The introduction of an additional line into the DU KLA fuel tank pressurization system, which communicates one of the pneumatic lines through a filter, an electro-pneumatic valve, a gas pressure regulator and a pressure switch directly with the container volume, ensures constant preset and necessary pressure for the compressor to work, for example, 0.65 kG / cm ² in the volume of the container.

 The technical solution in terms of introducing an additional line into the DU KLA fuel tank pressurization system, communicating one of the pneumatic lines through a filter, an electro-pneumatic valve, a gas pressure regulator and a pressure switch directly with the container volume with a compressor located in it, as well as electrical communication through the automation unit and the control of a pneumatic electrovalve with a pressure switch and the mutual structural connection of all the constituent elements of the device of the system reduces weight and simplification of the design while increasing reliability tests confirmed that the prototypes made using the proposed technical solutions.

 The use of the proposed system of pressurization of fuel tanks DU KLA, for example, on a space orbital complex of the type Mir, Soyuz-TM, Progress, and Shuttle, will allow to give a significant economic effect by reducing weight and simplifying the design while increasing reliability at operation of this system.

 The essence of the invention is illustrated in the drawing.

 The proposed system of pressurization of fuel tanks DU KLA consists of the following main components, parts and assemblies: a sealed gas-filled container 1 with an onboard compressor 2 located therein, connected by low pressure pneumatic lines 3, 4 with gas cavities 5, 6 of the corresponding fuel tanks 7, 8, and control unit for electro-pneumatic valves 9. Low pressure pneumatic line 3 through a sequentially installed filter 10, electro-pneumatic valve 11, gas pressure reducer 12 and pressure switch 13 is communicated by an additional line 14 directly with the volume 15 of the container 1. The electro-pneumatic valve 11 is electrically connected through the control unit of the electro-pneumatic valves 9 to the pressure switch 13.
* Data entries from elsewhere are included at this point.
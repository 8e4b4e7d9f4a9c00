//! Content block conversion between Anthropic and Kiro formats.

use std::collections::HashSet;

use crate::models::kiro::{
    KiroImage, KiroImageSource, KiroTextContent, KiroToolResult, KiroToolUse,
};
use crate::models::request::{ContentBlock, ImageSource, Message, MessageContent, Role};

/// Extract plain text from a message's content.
pub fn extract_text(content: &MessageContent) -> String {
    content.text()
}

/// Extract images from a message's content blocks.
pub fn extract_images(content: &MessageContent) -> Vec<KiroImage> {
    match content {
        MessageContent::Blocks(blocks) => blocks
            .iter()
            .filter_map(|b| match b {
                ContentBlock::Image { source } => Some(image_to_kiro(source)),
                _ => None,
            })
            .collect(),
        _ => Vec::new(),
    }
}

/// Count of image blocks in a message's content, without converting them.
pub fn count_images(content: &MessageContent) -> usize {
    match content {
        MessageContent::Blocks(blocks) => blocks
            .iter()
            .filter(|b| matches!(b, ContentBlock::Image { .. }))
            .count(),
        _ => 0,
    }
}

/// Convert an Anthropic image source to Kiro format: `{format, source: {bytes}}`
/// where `format` is the subtype half of the media type (`image/png` -> `png`).
fn image_to_kiro(source: &ImageSource) -> KiroImage {
    let format = source
        .media_type
        .split('/')
        .nth(1)
        .unwrap_or("jpeg")
        .to_string();

    KiroImage {
        format,
        source: KiroImageSource {
            bytes: source.data.clone(),
        },
    }
}

/// Extract tool use blocks from a message.
pub fn extract_tool_uses(content: &MessageContent) -> Vec<KiroToolUse> {
    match content {
        MessageContent::Blocks(blocks) => blocks
            .iter()
            .filter_map(|b| match b {
                ContentBlock::ToolUse { id, name, input } => Some(KiroToolUse {
                    name: name.clone(),
                    input: input.clone(),
                    tool_use_id: id.clone(),
                }),
                _ => None,
            })
            .collect(),
        _ => Vec::new(),
    }
}

/// Extract tool result blocks from a message, keeping only the first
/// `tool_result` seen for a given `tool_use_id`.
pub fn extract_tool_results(content: &MessageContent) -> Vec<KiroToolResult> {
    let mut seen = HashSet::new();
    match content {
        MessageContent::Blocks(blocks) => blocks
            .iter()
            .filter_map(|b| match b {
                ContentBlock::ToolResult {
                    tool_use_id,
                    content,
                    is_error,
                } => {
                    if !seen.insert(tool_use_id.clone()) {
                        return None;
                    }
                    let text = content.text();
                    let status = if *is_error { "error" } else { "success" };
                    Some(KiroToolResult {
                        content: vec![KiroTextContent { text }],
                        status: status.to_string(),
                        tool_use_id: tool_use_id.clone(),
                    })
                }
                _ => None,
            })
            .collect(),
        _ => Vec::new(),
    }
}

/// Extract thinking text from message content.
pub fn extract_thinking(content: &MessageContent) -> Option<String> {
    match content {
        MessageContent::Blocks(blocks) => {
            let thinking: Vec<&str> = blocks
                .iter()
                .filter_map(|b| match b {
                    ContentBlock::Thinking { thinking } => Some(thinking.as_str()),
                    _ => None,
                })
                .collect();
            if thinking.is_empty() {
                None
            } else {
                Some(thinking.join("\n"))
            }
        }
        _ => None,
    }
}

/// Convert a message to a Kiro history entry.
///
/// `retain_images` gates whether inline image bytes are kept or replaced
/// with the placeholder text `[此消息包含 N 张图片，已在历史记录中省略]`;
/// the image retention window is a property of the message's position
/// within the conversation, decided by the caller.
pub fn message_to_history_entry(
    msg: &Message,
    model_id: &str,
    retain_images: bool,
) -> serde_json::Value {
    match msg.role {
        Role::User => {
            let mut text = extract_text(&msg.content);
            let image_count = count_images(&msg.content);
            let images = if retain_images {
                extract_images(&msg.content)
            } else {
                Vec::new()
            };
            let tool_results = extract_tool_results(&msg.content);

            if !retain_images && image_count > 0 {
                let placeholder = format!("[此消息包含 {} 张图片，已在历史记录中省略]", image_count);
                text = if text.is_empty() {
                    placeholder
                } else {
                    format!("{}\n{}", text, placeholder)
                };
            }

            let mut entry = serde_json::json!({
                "userInputMessage": {
                    "content": text,
                    "modelId": model_id,
                    "origin": crate::config::API_ORIGIN,
                }
            });

            if !images.is_empty() {
                entry["userInputMessage"]["images"] =
                    serde_json::to_value(&images).unwrap_or_default();
            }

            if !tool_results.is_empty() {
                entry["userInputMessage"]["userInputMessageContext"] = serde_json::json!({
                    "toolResults": serde_json::to_value(&tool_results).unwrap_or_default()
                });
            }

            entry
        }
        Role::Assistant => {
            let text = extract_text(&msg.content);
            let tool_uses = extract_tool_uses(&msg.content);
            let thinking = extract_thinking(&msg.content);

            // Wrap thinking in XML tags if present
            let content = if let Some(thinking_text) = thinking {
                format!(
                    "<antThinking>\n{}\n</antThinking>\n{}",
                    thinking_text, text
                )
            } else {
                text
            };

            let mut entry = serde_json::json!({
                "assistantResponseMessage": {
                    "content": content,
                }
            });

            if !tool_uses.is_empty() {
                entry["assistantResponseMessage"]["toolUses"] =
                    serde_json::to_value(&tool_uses).unwrap_or_default();
            }

            entry
        }
        Role::System => {
            // System messages get folded into the user message as a prefix
            // upstream of this function; this arm only triggers for a stray
            // system message that survived merging.
            let text = extract_text(&msg.content);
            serde_json::json!({
                "userInputMessage": {
                    "content": text,
                    "modelId": model_id,
                    "origin": crate::config::API_ORIGIN,
                }
            })
        }
    }
}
 The system of pressurizing the fuel tanks of the remote control system operates in the mode of pumping gas, for example, gaseous nitrogen from gas cavities 5, 6 of the fuel tanks of fuel 7 and oxidizer 8 into high-pressure cylinders 16, 17 as follows.

 Before turning on compressor 2, all shut-off valves 18 are opened and after starting compressor 2, gas is pumped out from the gas cavities 5, 6 of the fuel tanks 7, 8 and high-pressure pumped through high pressure pneumatic lines 19, 20 into the corresponding gas cylinders 16, 17 , then shut-off valves 18 are closed. Thus, the pressurization system is brought back to its initial operating state, ready for refueling tanks 7, 8 with fuel and oxidizer from the space refueling tank. From the tanks 7, 8, the fuel is supplied to the jet engines 21.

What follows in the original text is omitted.